Action item.
Copies of all lines containing the string "that" are needed from the data below.

The data.
______
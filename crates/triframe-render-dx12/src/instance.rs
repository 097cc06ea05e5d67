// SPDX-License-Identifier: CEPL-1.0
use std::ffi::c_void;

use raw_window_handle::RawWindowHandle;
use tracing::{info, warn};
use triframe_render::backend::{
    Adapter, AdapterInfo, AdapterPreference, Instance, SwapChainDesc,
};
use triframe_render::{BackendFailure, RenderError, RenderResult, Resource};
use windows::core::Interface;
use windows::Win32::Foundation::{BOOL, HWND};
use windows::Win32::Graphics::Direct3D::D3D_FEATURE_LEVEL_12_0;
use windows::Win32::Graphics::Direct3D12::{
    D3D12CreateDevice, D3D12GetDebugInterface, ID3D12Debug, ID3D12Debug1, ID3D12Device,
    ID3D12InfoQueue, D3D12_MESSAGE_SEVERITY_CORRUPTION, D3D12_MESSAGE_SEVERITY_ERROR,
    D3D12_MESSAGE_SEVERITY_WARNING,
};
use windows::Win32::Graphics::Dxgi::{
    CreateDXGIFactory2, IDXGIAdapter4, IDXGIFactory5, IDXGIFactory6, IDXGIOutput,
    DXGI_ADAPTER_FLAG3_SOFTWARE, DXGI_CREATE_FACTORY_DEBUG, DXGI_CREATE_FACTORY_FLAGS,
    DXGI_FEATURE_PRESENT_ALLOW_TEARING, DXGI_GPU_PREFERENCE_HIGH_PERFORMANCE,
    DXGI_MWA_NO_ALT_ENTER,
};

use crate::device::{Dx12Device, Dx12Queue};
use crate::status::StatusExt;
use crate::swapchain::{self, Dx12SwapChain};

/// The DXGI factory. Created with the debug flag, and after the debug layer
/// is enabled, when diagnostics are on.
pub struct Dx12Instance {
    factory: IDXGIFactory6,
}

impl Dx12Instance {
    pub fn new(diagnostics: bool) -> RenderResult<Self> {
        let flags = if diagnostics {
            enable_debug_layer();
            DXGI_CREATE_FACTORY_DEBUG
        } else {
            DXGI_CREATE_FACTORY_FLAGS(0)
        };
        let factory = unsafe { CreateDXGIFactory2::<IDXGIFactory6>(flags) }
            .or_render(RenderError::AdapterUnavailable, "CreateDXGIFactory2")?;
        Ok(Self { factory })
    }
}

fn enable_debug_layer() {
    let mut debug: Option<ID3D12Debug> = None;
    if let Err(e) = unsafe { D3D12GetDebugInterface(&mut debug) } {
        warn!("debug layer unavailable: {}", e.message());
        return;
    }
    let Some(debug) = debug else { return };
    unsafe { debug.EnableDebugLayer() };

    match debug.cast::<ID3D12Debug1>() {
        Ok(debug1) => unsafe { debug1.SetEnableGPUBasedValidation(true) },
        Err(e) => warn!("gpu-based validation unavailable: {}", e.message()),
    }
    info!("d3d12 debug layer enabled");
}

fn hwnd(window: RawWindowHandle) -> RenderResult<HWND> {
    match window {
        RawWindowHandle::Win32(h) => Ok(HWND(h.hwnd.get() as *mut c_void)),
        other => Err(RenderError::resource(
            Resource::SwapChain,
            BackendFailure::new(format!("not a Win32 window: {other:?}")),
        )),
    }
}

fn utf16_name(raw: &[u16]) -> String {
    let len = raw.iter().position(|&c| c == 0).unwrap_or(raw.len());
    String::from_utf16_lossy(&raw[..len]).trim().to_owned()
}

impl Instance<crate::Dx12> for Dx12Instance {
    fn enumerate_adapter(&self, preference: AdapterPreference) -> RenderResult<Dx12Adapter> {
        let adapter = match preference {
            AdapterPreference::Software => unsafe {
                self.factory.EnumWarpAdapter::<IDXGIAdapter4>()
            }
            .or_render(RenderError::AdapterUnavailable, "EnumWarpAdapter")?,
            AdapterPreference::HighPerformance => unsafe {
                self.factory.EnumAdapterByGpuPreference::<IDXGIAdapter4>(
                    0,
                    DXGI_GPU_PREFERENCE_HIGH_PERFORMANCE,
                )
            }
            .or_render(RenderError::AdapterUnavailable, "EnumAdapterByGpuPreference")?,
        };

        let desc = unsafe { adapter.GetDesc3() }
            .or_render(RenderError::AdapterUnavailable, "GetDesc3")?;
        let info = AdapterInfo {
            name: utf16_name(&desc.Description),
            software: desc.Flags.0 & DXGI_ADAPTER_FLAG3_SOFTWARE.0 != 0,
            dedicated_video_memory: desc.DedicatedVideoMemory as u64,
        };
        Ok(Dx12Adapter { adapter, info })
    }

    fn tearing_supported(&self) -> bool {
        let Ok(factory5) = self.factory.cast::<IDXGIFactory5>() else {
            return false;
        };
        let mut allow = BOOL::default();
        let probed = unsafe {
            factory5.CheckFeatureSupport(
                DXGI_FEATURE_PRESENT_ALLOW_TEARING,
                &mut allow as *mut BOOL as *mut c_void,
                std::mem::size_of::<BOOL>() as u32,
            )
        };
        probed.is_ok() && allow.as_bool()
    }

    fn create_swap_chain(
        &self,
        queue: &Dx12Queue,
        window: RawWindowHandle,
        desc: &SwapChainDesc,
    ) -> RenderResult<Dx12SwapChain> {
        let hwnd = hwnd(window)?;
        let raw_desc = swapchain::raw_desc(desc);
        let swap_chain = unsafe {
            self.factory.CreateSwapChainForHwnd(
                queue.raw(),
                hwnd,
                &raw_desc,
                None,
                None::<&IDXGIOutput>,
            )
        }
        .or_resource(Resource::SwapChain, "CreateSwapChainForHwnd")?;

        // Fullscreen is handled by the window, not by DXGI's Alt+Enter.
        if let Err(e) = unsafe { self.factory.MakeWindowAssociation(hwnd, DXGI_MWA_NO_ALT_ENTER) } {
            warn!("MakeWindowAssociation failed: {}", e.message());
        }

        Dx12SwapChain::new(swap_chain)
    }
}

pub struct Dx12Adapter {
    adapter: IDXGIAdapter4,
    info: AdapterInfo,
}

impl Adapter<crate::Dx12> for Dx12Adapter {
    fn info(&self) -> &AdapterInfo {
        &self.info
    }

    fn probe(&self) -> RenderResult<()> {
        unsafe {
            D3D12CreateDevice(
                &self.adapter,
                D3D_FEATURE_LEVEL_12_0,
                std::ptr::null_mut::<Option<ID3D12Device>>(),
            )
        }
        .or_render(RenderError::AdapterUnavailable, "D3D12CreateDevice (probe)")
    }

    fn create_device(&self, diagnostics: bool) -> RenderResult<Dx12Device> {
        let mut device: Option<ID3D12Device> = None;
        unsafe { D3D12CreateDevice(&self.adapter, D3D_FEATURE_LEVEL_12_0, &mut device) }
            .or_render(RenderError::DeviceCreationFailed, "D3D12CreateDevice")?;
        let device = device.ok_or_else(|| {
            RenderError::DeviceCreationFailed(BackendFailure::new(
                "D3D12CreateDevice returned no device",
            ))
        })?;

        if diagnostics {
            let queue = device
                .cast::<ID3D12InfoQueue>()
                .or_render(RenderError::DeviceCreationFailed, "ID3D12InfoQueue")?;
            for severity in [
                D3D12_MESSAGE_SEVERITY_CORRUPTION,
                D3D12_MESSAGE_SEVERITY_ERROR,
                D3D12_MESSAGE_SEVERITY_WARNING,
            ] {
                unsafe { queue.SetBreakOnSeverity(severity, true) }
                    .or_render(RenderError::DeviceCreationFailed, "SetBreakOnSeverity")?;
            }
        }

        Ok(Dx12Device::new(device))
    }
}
______
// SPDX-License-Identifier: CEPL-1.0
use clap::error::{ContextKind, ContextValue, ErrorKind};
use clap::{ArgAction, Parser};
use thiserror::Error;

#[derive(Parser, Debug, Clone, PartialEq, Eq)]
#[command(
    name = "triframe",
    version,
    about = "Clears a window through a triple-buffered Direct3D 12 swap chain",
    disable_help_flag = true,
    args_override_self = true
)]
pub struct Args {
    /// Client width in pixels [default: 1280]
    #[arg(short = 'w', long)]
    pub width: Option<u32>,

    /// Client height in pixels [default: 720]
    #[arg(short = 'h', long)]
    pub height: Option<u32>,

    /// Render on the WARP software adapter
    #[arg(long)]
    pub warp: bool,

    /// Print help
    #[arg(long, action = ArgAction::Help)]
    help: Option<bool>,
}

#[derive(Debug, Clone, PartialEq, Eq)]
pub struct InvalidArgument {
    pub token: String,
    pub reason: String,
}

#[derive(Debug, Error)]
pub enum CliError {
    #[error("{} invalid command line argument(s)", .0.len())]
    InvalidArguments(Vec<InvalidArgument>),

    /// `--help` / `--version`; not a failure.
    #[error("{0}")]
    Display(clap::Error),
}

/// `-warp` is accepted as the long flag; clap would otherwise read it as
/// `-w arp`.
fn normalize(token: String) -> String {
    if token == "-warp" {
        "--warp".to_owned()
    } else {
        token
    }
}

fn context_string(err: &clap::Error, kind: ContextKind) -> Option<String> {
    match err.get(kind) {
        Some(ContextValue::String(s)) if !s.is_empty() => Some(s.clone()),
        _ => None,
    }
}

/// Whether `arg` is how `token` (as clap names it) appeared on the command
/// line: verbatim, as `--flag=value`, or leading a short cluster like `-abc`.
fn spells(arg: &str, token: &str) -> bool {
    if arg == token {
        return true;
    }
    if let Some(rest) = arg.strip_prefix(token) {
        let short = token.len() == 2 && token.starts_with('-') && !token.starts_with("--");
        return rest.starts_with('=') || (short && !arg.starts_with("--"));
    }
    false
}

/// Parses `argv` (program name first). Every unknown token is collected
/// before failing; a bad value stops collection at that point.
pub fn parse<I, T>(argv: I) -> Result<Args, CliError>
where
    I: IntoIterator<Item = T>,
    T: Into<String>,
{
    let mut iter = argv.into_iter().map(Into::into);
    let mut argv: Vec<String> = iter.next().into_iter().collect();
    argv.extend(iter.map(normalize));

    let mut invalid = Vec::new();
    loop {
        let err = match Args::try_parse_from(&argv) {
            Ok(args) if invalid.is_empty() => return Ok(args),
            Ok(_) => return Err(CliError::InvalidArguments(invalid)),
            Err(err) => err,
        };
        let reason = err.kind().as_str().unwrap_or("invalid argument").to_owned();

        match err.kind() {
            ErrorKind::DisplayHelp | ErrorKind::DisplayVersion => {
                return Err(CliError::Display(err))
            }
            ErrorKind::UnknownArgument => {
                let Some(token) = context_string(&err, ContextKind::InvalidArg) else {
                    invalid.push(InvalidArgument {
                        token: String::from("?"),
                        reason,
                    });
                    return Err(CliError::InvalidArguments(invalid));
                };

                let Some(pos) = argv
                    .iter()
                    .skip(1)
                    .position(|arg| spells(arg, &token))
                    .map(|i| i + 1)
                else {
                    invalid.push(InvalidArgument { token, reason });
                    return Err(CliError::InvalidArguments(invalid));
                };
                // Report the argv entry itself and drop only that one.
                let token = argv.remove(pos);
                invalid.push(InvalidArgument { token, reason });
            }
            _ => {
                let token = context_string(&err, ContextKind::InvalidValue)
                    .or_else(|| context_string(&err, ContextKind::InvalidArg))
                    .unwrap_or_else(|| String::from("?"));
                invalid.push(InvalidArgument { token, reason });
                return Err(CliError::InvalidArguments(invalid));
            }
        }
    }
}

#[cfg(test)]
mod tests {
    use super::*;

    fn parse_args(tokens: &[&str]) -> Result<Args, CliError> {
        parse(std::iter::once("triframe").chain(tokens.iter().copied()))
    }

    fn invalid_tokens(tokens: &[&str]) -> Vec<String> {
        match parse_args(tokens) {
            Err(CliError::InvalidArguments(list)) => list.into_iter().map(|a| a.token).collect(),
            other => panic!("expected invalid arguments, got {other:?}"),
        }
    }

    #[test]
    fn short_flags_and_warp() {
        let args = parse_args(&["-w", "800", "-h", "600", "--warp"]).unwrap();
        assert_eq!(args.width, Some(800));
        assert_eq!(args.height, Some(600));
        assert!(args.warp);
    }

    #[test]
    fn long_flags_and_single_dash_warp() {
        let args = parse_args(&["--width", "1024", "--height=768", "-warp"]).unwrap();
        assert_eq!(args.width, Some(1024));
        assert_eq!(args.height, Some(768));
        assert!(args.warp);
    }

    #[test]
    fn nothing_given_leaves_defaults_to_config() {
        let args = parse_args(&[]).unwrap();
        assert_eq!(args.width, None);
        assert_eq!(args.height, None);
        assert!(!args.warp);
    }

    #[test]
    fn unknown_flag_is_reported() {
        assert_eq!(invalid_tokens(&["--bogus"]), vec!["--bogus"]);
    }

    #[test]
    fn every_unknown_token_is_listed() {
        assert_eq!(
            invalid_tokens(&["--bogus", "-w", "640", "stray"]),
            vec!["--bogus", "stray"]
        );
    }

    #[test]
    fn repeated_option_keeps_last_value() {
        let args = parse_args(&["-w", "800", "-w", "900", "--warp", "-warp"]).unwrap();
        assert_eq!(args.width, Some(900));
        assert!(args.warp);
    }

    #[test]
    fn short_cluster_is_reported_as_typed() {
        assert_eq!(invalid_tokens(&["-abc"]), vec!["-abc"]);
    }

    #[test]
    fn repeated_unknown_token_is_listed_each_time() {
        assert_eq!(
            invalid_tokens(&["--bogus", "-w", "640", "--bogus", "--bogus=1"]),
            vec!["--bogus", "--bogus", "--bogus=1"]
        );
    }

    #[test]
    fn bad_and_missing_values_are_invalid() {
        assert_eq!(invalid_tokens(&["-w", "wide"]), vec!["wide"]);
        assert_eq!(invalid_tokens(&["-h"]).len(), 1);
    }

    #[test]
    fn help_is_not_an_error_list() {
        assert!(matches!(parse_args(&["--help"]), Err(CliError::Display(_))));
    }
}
______
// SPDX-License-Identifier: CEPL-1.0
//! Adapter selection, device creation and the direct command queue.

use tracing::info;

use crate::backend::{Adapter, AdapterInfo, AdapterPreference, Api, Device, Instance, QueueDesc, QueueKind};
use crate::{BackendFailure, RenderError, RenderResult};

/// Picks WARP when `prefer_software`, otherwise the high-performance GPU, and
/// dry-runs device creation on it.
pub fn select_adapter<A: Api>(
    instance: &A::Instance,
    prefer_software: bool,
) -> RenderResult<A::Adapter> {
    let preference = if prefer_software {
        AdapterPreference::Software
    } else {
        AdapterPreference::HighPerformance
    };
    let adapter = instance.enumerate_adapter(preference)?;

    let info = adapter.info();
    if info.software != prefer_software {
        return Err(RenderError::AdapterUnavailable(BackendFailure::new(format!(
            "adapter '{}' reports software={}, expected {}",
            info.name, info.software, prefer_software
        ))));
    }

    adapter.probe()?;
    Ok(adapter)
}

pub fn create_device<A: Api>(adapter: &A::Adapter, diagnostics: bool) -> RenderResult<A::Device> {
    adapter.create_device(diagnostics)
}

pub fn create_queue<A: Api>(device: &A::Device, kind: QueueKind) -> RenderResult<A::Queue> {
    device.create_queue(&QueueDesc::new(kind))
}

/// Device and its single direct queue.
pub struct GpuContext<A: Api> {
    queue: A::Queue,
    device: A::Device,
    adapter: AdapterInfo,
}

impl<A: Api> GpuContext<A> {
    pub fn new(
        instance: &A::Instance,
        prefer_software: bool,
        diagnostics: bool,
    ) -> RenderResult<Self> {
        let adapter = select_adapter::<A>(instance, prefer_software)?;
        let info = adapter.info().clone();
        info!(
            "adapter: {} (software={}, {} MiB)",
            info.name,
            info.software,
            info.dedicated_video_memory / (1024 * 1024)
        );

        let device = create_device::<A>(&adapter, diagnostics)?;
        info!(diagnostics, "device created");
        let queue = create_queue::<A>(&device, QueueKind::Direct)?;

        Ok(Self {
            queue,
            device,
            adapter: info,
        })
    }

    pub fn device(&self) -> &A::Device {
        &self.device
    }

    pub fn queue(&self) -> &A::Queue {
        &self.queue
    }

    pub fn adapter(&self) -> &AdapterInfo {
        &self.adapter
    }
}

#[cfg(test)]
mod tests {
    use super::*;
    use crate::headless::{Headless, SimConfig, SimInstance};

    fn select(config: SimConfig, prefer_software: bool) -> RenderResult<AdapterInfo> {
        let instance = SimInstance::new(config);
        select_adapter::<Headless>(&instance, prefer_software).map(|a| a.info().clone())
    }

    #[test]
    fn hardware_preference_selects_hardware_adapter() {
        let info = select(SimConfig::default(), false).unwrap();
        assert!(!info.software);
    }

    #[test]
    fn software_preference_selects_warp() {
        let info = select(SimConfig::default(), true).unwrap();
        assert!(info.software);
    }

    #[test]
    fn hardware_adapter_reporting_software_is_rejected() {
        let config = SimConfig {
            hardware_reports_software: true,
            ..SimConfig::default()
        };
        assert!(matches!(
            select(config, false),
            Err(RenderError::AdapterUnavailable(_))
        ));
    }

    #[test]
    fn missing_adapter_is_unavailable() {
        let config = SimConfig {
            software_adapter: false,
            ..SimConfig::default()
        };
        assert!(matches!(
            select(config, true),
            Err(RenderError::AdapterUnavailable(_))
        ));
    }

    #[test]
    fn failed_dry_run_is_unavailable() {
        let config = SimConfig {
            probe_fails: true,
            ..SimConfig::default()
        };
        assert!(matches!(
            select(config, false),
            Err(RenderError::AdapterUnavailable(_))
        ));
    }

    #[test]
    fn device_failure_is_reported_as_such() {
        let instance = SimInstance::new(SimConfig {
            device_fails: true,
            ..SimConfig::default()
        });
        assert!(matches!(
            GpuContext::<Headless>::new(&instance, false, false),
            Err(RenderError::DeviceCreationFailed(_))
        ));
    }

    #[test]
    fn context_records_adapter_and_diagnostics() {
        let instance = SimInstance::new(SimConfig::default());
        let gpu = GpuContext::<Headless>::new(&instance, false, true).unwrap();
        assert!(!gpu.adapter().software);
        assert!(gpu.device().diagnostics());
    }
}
______
Output of the task.
/// before failing; a bad value stops collection at that point.
                // Report the argv entry itself and drop only that one.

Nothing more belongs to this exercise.